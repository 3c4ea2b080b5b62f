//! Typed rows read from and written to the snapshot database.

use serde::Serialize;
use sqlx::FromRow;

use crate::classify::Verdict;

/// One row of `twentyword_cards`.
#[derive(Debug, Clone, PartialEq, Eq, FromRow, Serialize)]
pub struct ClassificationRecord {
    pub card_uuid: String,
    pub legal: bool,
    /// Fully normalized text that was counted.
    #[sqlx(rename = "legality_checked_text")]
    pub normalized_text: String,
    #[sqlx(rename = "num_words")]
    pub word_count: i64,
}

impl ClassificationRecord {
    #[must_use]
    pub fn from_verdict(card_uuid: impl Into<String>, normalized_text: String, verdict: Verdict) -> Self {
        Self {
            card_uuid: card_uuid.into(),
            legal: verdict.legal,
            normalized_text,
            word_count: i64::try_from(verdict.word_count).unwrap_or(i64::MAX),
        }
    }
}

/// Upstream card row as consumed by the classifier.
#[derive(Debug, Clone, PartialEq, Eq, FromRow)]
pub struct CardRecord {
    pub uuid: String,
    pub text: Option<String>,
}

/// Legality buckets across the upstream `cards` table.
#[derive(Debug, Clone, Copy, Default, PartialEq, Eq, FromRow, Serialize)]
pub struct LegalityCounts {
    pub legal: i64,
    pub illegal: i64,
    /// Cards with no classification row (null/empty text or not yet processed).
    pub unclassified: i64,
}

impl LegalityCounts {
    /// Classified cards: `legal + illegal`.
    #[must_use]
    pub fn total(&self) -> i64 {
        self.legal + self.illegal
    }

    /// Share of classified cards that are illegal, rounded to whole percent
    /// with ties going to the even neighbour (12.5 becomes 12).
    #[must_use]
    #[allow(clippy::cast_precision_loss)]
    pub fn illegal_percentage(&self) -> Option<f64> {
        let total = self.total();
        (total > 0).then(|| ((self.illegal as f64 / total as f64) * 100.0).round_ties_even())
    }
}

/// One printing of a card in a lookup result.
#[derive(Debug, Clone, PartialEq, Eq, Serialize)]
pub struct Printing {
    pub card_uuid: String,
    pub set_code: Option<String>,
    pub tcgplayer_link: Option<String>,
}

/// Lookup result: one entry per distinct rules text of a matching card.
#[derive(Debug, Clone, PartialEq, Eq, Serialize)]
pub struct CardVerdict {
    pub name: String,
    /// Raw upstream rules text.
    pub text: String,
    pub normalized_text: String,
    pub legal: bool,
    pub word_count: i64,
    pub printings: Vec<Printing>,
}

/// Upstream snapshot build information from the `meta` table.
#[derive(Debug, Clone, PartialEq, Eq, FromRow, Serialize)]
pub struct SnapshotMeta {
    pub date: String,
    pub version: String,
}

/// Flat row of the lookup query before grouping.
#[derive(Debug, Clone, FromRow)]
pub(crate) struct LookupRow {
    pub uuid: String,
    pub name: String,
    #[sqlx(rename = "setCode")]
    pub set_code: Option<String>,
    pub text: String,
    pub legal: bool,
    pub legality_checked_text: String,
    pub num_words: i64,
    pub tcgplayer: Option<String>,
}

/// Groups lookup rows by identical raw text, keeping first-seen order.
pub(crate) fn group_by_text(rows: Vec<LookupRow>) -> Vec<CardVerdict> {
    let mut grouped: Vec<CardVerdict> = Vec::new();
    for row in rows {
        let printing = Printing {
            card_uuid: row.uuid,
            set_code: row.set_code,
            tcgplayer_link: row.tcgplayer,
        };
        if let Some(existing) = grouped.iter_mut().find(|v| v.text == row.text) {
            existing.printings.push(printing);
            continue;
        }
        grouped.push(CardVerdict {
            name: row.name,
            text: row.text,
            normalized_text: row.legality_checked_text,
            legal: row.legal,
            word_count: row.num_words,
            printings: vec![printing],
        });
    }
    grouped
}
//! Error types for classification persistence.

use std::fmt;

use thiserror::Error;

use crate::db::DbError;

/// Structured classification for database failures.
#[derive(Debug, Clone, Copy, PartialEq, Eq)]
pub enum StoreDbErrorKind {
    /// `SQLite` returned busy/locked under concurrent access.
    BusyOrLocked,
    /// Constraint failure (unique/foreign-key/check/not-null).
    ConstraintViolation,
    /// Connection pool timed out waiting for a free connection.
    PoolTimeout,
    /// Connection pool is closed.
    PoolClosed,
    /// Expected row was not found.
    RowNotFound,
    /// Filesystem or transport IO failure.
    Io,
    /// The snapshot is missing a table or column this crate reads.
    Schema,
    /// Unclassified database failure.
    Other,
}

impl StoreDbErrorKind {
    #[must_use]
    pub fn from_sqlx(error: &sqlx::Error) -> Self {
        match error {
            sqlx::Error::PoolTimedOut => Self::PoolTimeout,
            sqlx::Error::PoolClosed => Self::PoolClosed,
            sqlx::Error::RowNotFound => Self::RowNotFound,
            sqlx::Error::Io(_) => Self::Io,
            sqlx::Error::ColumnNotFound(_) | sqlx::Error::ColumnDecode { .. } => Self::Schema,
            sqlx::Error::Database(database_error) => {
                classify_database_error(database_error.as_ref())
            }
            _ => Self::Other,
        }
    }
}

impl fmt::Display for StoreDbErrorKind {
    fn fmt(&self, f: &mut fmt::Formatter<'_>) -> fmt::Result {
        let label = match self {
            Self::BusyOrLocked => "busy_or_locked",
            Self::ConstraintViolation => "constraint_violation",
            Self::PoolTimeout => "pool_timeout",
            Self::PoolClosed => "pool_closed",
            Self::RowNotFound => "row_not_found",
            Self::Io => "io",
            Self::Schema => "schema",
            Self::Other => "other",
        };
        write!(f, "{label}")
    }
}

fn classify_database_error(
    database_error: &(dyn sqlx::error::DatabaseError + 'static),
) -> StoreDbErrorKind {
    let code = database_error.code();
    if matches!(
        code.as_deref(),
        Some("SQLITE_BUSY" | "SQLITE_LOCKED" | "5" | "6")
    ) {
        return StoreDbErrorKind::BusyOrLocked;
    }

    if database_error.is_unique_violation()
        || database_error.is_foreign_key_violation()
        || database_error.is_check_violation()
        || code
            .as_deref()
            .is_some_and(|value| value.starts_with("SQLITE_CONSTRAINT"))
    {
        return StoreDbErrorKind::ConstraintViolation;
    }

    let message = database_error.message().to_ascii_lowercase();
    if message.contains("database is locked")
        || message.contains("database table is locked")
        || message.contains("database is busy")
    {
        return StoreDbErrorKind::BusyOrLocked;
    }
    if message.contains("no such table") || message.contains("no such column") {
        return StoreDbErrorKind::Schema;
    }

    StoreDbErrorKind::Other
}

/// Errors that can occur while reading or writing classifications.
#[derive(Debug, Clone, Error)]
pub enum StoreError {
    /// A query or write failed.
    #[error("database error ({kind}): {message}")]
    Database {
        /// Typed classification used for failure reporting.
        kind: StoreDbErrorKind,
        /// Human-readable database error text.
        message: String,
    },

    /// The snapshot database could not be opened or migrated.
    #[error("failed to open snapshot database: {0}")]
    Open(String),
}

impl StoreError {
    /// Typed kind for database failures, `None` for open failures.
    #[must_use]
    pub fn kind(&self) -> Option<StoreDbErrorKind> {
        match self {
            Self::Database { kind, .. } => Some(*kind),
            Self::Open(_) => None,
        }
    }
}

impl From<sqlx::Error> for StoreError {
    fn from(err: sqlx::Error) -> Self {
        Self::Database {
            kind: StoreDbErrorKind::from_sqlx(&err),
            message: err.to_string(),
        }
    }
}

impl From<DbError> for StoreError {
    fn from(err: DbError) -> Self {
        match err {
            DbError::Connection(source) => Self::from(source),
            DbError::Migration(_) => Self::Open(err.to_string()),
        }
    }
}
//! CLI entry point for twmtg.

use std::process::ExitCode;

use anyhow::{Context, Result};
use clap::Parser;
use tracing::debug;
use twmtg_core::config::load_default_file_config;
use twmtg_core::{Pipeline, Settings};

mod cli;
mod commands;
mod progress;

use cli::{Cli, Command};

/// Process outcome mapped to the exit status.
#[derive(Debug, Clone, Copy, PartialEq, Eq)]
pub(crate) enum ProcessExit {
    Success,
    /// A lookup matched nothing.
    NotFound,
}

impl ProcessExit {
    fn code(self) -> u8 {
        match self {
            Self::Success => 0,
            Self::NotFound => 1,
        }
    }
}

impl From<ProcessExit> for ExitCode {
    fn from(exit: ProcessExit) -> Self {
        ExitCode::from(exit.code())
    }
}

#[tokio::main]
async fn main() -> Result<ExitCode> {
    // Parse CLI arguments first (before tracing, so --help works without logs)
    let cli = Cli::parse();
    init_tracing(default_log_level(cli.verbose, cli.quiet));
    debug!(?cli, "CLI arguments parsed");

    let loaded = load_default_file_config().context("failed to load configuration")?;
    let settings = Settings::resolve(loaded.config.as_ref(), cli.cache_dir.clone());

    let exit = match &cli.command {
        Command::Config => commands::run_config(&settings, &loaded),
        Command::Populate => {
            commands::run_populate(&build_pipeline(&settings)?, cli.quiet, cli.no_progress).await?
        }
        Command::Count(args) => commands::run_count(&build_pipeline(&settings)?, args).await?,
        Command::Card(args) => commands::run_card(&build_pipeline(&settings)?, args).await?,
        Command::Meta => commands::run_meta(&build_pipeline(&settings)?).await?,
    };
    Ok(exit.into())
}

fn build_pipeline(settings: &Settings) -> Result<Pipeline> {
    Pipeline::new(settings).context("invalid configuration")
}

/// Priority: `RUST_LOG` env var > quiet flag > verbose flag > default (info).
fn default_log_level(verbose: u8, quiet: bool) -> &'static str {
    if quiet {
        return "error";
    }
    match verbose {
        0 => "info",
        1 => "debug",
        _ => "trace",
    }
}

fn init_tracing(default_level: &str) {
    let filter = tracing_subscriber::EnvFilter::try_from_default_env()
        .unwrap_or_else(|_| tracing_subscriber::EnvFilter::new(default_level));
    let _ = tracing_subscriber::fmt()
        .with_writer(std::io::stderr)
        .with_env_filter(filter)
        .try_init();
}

● EXERCISE DIRECTIONS: Beginning with the line that contains "filter = tracing_subscriber::EnvFilter::try_from_default_env()", return every line to the end of the listing, unchanged, and nothing else.

● REPLY:
    let filter = tracing_subscriber::EnvFilter::try_from_default_env()
        .unwrap_or_else(|_| tracing_subscriber::EnvFilter::new(default_level));
    let _ = tracing_subscriber::fmt()
        .with_writer(std::io::stderr)
        .with_env_filter(filter)
        .try_init();
}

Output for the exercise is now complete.